Refugees and a reunion
Ali, too, saw wider implications to putting his name forward. “For me, it’s about bringing change to society and improving other people’s lives, and I feel I’m contributing in my own little way.
“I spent two months at the Generation Amazing programme at the Al Baqa’a refugee camp, for example, working in the nursery room. We put on lots of great activities for the kids like Zumba, painting, reading, basketball – and football, of course! It felt like good and important work because these kids have come from very tough, dangerous conditions.”
President Infantino visits FIFA World Cup facility hosting Afghan refugees
4 Sept 2021
Rufaro was involved in the same programme, acting as a counsellor to the women and children in the camp. “I hope I helped in some way,” she reflected. “But with everything in volunteering I honestly feel that whatever I give, I get a lot more back in return.”
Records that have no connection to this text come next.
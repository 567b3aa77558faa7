// src/core/section_runner.rs

use crate::core::{context::ScriptContext, error::ScriptError};
use crate::models::{AbortScope, EventKind};

impl ScriptContext {
    /// Runs `body` as a named section.
    ///
    /// The section absorbs its own failures: a section-scoped abort or a
    /// command failure inside `body` ends the section, is reported, and the
    /// script carries on after it. Script-scoped aborts and every other error
    /// propagate.
    pub fn section<F>(&mut self, name: &str, body: F) -> Result<(), ScriptError>
    where
        F: FnOnce(&mut Self) -> Result<(), ScriptError>,
    {
        self.checkpoint()?;
        if !name.is_empty() && self.policy.show_headers {
            self.emit(EventKind::Header, name);
        }
        let label = if name.is_empty() { "section" } else { name };

        let outcome = {
            let _level = self.depth.enter();
            body(self).and_then(|()| self.checkpoint())
        };

        match outcome {
            Ok(()) => {
                if self.policy.show_echoes {
                    self.emit(EventKind::Echo, &format!("done with `{}`", label));
                }
                Ok(())
            }
            Err(ScriptError::Aborted(AbortScope::Section)) => {
                log::debug!("Section '{}' aborted by operator.", label);
                if self.policy.show_echoes {
                    self.emit(EventKind::Echo, &format!("`{}` aborted by operator", label));
                }
                Ok(())
            }
            Err(failure @ ScriptError::CommandFailure { .. }) => {
                log::debug!("Section '{}' stopped: {}", label, failure);
                if self.policy.show_errors {
                    self.emit(
                        EventKind::Error,
                        &format!("section `{}` aborted: {}", label, failure),
                    );
                }
                Ok(())
            }
            Err(other) => Err(other),
        }
    }
}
Yet the greatest gift of all for this particular volunteer will, as she explained, arrive just ahead of the FIFA Arab Cup kicking off.
“My eldest son has signed up to be an international volunteer and he is due to arrive tomorrow,” she explained with a grin. “Because of the pandemic and everything else that has been happening, I will be seeing him for the first time in three years.
“I must thank Qatar too because they are welcoming him as they welcomed me. I love this country – I feel like it’s my second home. And when I look at the group of volunteers here, there are lots of different cultures but it’s true: we really are all one big, happy family.”